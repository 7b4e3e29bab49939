//! services/api/src/adapters/selector.rs
//!
//! Picks the secret book of the day from whatever catalog it is given.

use async_trait::async_trait;
use bookle_core::domain::Book;
use bookle_core::ports::{CatalogService, DailyBookService, PortResult};
use chrono::{Datelike, NaiveDate};
use std::sync::Arc;

/// Rotates through the catalog in id order, one book per day.
///
/// The choice depends only on the date and the set of book ids, so every
/// process serving the same catalog agrees on the day's book.
#[derive(Clone)]
pub struct DateSeededSelector {
    catalog: Arc<dyn CatalogService>,
}

impl DateSeededSelector {
    pub fn new(catalog: Arc<dyn CatalogService>) -> Self {
        Self { catalog }
    }
}

/// Index of the day's book in a catalog of `len` books.
pub fn index_for_date(date: NaiveDate, len: usize) -> usize {
    let day = date.num_days_from_ce().rem_euclid(len as i32);
    day as usize
}

#[async_trait]
impl DailyBookService for DateSeededSelector {
    async fn book_for_date(&self, date: NaiveDate) -> PortResult<Option<Book>> {
        let mut books = self.catalog.list_books().await?;
        if books.is_empty() {
            return Ok(None);
        }

        books.sort_by_key(|b| b.id);
        let index = index_for_date(date, books.len());
        Ok(Some(books.swap_remove(index)))
    }
}

#[cfg(test)]
mod tests {
    use super::*;
    use crate::adapters::catalog::StaticCatalog;

    fn selector() -> DateSeededSelector {
        DateSeededSelector::new(Arc::new(StaticCatalog::bundled().unwrap()))
    }

    #[tokio::test]
    async fn same_date_gives_same_book() {
        let date = NaiveDate::from_ymd_opt(2024, 3, 1).unwrap();
        let a = selector().book_for_date(date).await.unwrap().unwrap();
        let b = selector().book_for_date(date).await.unwrap().unwrap();
        assert_eq!(a, b);
    }

    #[tokio::test]
    async fn consecutive_days_rotate_through_the_catalog() {
        let selector = selector();
        let start = NaiveDate::from_ymd_opt(2024, 3, 1).unwrap();

        let mut ids = Vec::new();
        for offset in 0..12 {
            let date = start + chrono::Duration::days(offset);
            ids.push(selector.book_for_date(date).await.unwrap().unwrap().id);
        }
        ids.sort_unstable();
        ids.dedup();

        assert_eq!(ids.len(), 12);
    }

    #[test]
    fn index_stays_in_range() {
        let date = NaiveDate::from_ymd_opt(1, 1, 1).unwrap();
        assert_eq!(index_for_date(date, 5), 1);
        assert!(index_for_date(NaiveDate::MAX, 7) < 7);
    }
}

========

EXERCISE — Take each line of the listing above and set it down again exactly.

RESPONSE BOX —
repository 7b4e3e29bab49939
//! services/api/src/adapters/selector.rs
//!
//! Picks the secret book of the day from whatever catalog it is given.

use async_trait::async_trait;
use bookle_core::domain::Book;
use bookle_core::ports::{CatalogService, DailyBookService, PortResult};
use chrono::{Datelike, NaiveDate};
use std::sync::Arc;

/// Rotates through the catalog in id order, one book per day.
///
/// The choice depends only on the date and the set of book ids, so every
/// process serving the same catalog agrees on the day's book.
#[derive(Clone)]
pub struct DateSeededSelector {
    catalog: Arc<dyn CatalogService>,
}

impl DateSeededSelector {
    pub fn new(catalog: Arc<dyn CatalogService>) -> Self {
        Self { catalog }
    }
}

/// Index of the day's book in a catalog of `len` books.
pub fn index_for_date(date: NaiveDate, len: usize) -> usize {
    let day = date.num_days_from_ce().rem_euclid(len as i32);
    day as usize
}

#[async_trait]
impl DailyBookService for DateSeededSelector {
    async fn book_for_date(&self, date: NaiveDate) -> PortResult<Option<Book>> {
        let mut books = self.catalog.list_books().await?;
        if books.is_empty() {
            return Ok(None);
        }

        books.sort_by_key(|b| b.id);
        let index = index_for_date(date, books.len());
        Ok(Some(books.swap_remove(index)))
    }
}

#[cfg(test)]
mod tests {
    use super::*;
    use crate::adapters::catalog::StaticCatalog;

    fn selector() -> DateSeededSelector {
        DateSeededSelector::new(Arc::new(StaticCatalog::bundled().unwrap()))
    }

    #[tokio::test]
    async fn same_date_gives_same_book() {
        let date = NaiveDate::from_ymd_opt(2024, 3, 1).unwrap();
        let a = selector().book_for_date(date).await.unwrap().unwrap();
        let b = selector().book_for_date(date).await.unwrap().unwrap();
        assert_eq!(a, b);
    }

    #[tokio::test]
    async fn consecutive_days_rotate_through_the_catalog() {
        let selector = selector();
        let start = NaiveDate::from_ymd_opt(2024, 3, 1).unwrap();

        let mut ids = Vec::new();
        for offset in 0..12 {
            let date = start + chrono::Duration::days(offset);
            ids.push(selector.book_for_date(date).await.unwrap().unwrap().id);
        }
        ids.sort_unstable();
        ids.dedup();

        assert_eq!(ids.len(), 12);
    }

    #[test]
    fn index_stays_in_range() {
        let date = NaiveDate::from_ymd_opt(1, 1, 1).unwrap();
        assert_eq!(index_for_date(date, 5), 1);
        assert!(index_for_date(NaiveDate::MAX, 7) < 7);
    }
}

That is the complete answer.